In questo scenario la nostra proposizione si basa su una serie di alleanze, con gli hyperscaler ma anche con operatori come OVHCloud, che propongono un bare metal che permette a un MSP di estendersi nel cloud con un livello più alto di controllo degli economics e di prevedibilità nel lungo periodo. Insomma, il programma MSP Elevate per noi è un elemento di opportunità e di investimento: saremo molto più presenti in questo ambito nei prossimi mesi.
È un programma per partner che avete già o è aperto anche a nuovi partner specialisti MSP?
Vogliamo certamente offrire l’opportunità ai partner consolidati. Aiutarli ad andare verso il modello MSP significa introdurli nella nostra visione di supporto al cliente nel suo percorso verso il multicloud. Nel contempo però lavoreremo anche con operatori che non erano nostri partner prima. Quindi è una strategia mista, rivolta a un core di nostri partner che vogliamo portare in quella direzione, senza forzare nessuno, e anche a operatori che sono veri e propri MSP ma che finora non avevano Nutanix come offerta fondamentale.
Un paio d’anni fa era stata lanciata anche l’offerta Cloud Bundles per i partner che si rivolgono alle PMI: è ancora attiva?
L’obiettivo era facilitare l’adozione di questa fascia di mercato con prodotti entry-level, e vale tuttora, anche perché sul mercato italiano siamo ancora ben lontani dalla saturazione su questa offerta: stiamo facendo diversi ragionamenti per ottimizzarla, nei nostri prossimi annunci di agosto ce ne sarà uno dedicato a Cloud Bundles.
Quale è il filo conduttore di tutte queste iniziative?
Nutanix sta costruendo un ecosistema di alleanze che mostra dove vuole andare. Dietro il nostro motto di far diventare il cloud invisibile c’è una visione completa per aiutare i clienti a far funzionare un’infrastruttura multicloud. Spostare applicazioni attraverso container, su diversi cloud o data center, non è banale a vari livelli. Non siamo gli unici, ma ci distinguiamo per come stiamo accelerando sulle partnership che rendono concreta questa visione.
Dopo aver lavorato tanto sull’infrastruttura, ora rivolgeremo sempre più attenzione a chi fa l’applicazione, al mondo degli sviluppatori. Ci sono diverse modalità di sostenere la fruibilità dell’applicazione, che offrono spazi molto interessanti per i nostri partner e clienti.
È soddisfatto della struttura del canale in Italia?
Non sto puntando ad avere più partner possibile. La direzione in cui stiamo andando richiede tante competenze e tanto impegno. Preferisco avere partner molto convinti, che si impegnano a seguire la trasformazione, piuttosto che un ecosistema attendista, che crede solo ai volumi che possiamo portargli.
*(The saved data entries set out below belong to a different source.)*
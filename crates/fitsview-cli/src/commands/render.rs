use std::path::PathBuf;

use anyhow::{Context, Result};
use clap::Args;
use fitsview_core::args::ViewArgs;
use fitsview_core::io::image_io::save_png;
use fitsview_core::session::{CaptureSink, Session};
use fitsview_core::view::ScreenSize;
use tracing::{debug, info};

#[derive(Args)]
pub struct RenderArgs {
    #[command(flatten)]
    pub view: ViewArgs,

    /// Output width in pixels
    #[arg(long, default_value = "800")]
    pub width: usize,

    /// Output height in pixels
    #[arg(long, default_value = "800")]
    pub height: usize,

    /// Pan the initial view by DX DY image pixels
    #[arg(long, num_args = 2, value_names = ["DX", "DY"], allow_hyphen_values = true)]
    pub pan: Option<Vec<f64>>,

    /// Multiply the initial zoom by this factor
    #[arg(long)]
    pub zoom_factor: Option<f64>,

    /// Output PNG path
    #[arg(short, long, default_value = "view.png")]
    pub output: PathBuf,
}

pub fn run(args: &RenderArgs) -> Result<()> {
    let config = args.view.to_config()?;
    debug!(
        file = %config.filename.display(),
        width = args.width,
        height = args.height,
        plot_type = %config.plot_type,
        "Rendering view"
    );
    let mut session = Session::start(&config, ScreenSize::new(args.width, args.height))
        .with_context(|| format!("Failed to open {}", config.filename.display()))?;

    let state = session.state_mut();
    if let Some(factor) = args.zoom_factor {
        state.set_zoom(factor);
    }
    if let Some([dx, dy]) = args.pan.as_deref().and_then(|p| <[f64; 2]>::try_from(p).ok()) {
        state.pan(dx, dy);
    }
    debug!(zoom = state.zoom(), center = ?state.pan_center(), "Initial view adjusted");

    let mut sink = CaptureSink::default();
    session.present(&mut sink);
    let (raster, palette) = sink
        .last
        .context("Renderer produced no frame")?;

    crate::summary::print_render_summary(&session, &raster, &args.output);

    save_png(&raster, palette, &args.output)
        .with_context(|| format!("Failed to write {}", args.output.display()))?;
    info!(
        output = %args.output.display(),
        contour_segments = raster.contours().map_or(0, |c| c.segments.len()),
        "Saved rendered view"
    );
    println!("Saved to {}", args.output.display());

    Ok(())
}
Il canale italiano ha eccellenti capacità di essere vicino al cliente, di avere relazioni di lunga durata. È in forte evoluzione e consolidamento, ma pone anche delle difficoltà non banali quando si propone una discussione sul cambiamento e sull’innovazione.
Detto questo, meno del 10% del fatturato di Nutanix arriva dalla vendita diretta: crediamo da sempre nel canale, abbiamo livelli di soddisfazione notevoli dei partner, e vogliamo mantenere a livelli di eccellenza la qualità dei nostri partner program, investendo per migliorare la marginalità dei partner, aggiornare le loro competenze, e renderli più autonomi.
In questo momento stiamo investendo particolarmente sulla distribuzione, a cui alcuni non credono più, sostenendo che andrà a sparire. Noi invece crediamo che il ruolo dei distributori sia insostituibile per i loro servizi di consolidamento che rendono la vita più facile ai partner. Pensiamo al lavoro di selezione e aggregazione sui loro marketplace: forse solo qualche grande VAR è in grado di farlo, non certo le aziende utenti. E poi qui in Italia c’è tutto il discorso dell’interazione con la PA, oggi con il PNRR più che mai ricca di opportunità. Ma chi può sostenere un operatore IT rispetto alla PA e ai suoi tempi, se non i distributori con la loro massa critica?